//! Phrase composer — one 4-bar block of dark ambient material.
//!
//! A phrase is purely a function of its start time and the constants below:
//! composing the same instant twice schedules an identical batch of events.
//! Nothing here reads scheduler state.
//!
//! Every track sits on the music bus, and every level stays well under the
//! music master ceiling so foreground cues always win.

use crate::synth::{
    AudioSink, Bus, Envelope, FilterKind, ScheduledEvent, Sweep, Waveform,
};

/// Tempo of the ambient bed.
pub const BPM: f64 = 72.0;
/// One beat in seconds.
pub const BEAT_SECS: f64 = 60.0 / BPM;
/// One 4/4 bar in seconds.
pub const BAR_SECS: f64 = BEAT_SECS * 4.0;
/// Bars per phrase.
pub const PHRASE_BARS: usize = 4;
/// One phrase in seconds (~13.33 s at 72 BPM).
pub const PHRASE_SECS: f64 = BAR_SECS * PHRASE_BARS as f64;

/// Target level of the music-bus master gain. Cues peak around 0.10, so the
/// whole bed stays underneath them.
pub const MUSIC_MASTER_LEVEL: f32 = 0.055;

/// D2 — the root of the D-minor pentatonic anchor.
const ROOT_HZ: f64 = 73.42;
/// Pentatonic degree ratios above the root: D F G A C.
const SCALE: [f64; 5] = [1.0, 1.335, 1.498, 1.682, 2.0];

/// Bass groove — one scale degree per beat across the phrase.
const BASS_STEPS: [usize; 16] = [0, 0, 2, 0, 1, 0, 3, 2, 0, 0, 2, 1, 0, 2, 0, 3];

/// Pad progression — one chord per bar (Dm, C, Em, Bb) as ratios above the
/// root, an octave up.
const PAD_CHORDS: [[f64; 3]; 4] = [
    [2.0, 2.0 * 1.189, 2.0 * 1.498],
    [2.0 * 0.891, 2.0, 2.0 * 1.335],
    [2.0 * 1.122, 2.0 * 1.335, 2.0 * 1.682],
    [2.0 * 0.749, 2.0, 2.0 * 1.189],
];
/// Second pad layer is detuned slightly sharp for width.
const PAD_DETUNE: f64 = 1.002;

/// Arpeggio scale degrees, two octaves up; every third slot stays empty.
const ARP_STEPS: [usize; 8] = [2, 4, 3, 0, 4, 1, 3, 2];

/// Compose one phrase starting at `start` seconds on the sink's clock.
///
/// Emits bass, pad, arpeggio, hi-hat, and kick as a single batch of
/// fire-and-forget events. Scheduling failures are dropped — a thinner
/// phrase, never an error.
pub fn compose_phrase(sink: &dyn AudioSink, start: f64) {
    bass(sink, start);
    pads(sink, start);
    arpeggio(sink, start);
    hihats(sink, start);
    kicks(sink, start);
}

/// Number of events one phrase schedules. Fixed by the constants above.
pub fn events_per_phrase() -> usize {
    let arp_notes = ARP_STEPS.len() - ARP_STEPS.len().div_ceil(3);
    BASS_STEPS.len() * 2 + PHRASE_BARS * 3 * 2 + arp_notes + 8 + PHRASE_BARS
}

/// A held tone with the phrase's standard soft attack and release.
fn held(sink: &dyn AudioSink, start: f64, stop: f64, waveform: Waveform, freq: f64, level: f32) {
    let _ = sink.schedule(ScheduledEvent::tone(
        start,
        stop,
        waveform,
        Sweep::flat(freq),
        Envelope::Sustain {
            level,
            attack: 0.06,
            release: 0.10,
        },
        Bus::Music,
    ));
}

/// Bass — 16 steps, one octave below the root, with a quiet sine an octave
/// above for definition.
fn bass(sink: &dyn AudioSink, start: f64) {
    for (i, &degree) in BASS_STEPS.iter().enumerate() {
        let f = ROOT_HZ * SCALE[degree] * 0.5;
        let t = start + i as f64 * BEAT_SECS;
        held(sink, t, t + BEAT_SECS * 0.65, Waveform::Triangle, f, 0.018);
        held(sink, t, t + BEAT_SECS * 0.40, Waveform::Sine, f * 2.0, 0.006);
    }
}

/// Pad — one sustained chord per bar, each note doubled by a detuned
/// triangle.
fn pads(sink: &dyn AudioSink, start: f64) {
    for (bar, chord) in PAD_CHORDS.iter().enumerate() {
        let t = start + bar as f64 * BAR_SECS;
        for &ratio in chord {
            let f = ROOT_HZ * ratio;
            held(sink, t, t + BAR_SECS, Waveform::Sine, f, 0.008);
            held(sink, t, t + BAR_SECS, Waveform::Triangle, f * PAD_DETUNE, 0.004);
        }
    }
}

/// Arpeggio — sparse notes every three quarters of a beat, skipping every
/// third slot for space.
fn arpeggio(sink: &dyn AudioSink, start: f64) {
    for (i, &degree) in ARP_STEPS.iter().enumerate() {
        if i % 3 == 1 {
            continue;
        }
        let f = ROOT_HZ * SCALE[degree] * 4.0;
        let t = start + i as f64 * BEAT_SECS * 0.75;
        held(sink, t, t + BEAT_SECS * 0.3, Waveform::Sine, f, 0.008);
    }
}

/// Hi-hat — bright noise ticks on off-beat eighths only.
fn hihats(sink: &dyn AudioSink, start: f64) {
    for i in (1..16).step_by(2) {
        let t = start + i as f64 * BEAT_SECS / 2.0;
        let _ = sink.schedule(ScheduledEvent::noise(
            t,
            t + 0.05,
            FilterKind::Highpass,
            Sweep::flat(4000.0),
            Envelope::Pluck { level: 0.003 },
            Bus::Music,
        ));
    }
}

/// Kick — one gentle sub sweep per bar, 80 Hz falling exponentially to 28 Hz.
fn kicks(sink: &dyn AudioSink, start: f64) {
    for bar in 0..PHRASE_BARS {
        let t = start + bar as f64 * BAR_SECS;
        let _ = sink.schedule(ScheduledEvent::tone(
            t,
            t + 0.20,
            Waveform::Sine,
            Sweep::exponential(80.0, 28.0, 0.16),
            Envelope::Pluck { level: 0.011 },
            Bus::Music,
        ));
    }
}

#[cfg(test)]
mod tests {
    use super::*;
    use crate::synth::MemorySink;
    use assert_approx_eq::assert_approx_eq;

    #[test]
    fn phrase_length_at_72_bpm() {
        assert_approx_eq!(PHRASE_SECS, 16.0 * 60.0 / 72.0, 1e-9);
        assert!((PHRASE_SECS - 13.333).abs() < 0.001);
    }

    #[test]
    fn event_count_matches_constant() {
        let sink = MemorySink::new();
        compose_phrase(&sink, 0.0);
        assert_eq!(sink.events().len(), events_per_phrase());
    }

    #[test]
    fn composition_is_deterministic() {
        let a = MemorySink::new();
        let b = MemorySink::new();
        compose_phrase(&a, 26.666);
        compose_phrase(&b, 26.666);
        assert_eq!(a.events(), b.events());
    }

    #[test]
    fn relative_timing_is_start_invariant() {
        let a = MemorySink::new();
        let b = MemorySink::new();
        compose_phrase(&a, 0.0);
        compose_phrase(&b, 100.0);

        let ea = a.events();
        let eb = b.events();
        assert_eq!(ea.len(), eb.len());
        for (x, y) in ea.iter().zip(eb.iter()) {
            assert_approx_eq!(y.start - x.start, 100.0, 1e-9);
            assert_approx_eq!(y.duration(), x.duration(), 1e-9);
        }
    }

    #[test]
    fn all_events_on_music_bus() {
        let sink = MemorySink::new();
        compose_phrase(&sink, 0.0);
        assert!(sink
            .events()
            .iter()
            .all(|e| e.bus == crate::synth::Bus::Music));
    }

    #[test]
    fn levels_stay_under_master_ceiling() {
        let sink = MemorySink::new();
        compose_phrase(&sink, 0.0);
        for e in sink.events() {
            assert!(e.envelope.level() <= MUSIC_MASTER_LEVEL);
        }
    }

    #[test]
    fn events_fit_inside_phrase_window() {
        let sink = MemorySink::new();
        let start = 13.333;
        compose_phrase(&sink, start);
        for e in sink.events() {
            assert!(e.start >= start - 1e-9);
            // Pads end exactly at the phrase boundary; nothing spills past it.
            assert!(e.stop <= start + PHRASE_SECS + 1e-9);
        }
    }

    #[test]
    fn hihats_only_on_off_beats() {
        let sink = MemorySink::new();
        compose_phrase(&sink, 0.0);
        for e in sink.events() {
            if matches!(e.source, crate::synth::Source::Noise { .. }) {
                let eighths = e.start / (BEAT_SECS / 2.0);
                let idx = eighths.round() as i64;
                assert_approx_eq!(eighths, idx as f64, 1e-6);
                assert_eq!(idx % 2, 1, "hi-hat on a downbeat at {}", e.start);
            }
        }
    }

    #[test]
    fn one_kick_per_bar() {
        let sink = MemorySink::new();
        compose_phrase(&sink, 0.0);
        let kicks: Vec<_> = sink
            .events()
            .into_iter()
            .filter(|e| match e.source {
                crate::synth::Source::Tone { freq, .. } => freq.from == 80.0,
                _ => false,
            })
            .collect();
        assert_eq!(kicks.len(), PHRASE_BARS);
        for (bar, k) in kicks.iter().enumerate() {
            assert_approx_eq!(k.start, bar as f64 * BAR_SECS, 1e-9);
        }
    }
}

· · · · · · ·

Task details: Please reply with an exact copy of the lines above, starting at the first and ending at the line that holds "at 72 BPM).".

Response area:
//! Phrase composer — one 4-bar block of dark ambient material.
//!
//! A phrase is purely a function of its start time and the constants below:
//! composing the same instant twice schedules an identical batch of events.
//! Nothing here reads scheduler state.
//!
//! Every track sits on the music bus, and every level stays well under the
//! music master ceiling so foreground cues always win.

use crate::synth::{
    AudioSink, Bus, Envelope, FilterKind, ScheduledEvent, Sweep, Waveform,
};

/// Tempo of the ambient bed.
pub const BPM: f64 = 72.0;
/// One beat in seconds.
pub const BEAT_SECS: f64 = 60.0 / BPM;
/// One 4/4 bar in seconds.
pub const BAR_SECS: f64 = BEAT_SECS * 4.0;
/// Bars per phrase.
pub const PHRASE_BARS: usize = 4;
/// One phrase in seconds (~13.33 s at 72 BPM).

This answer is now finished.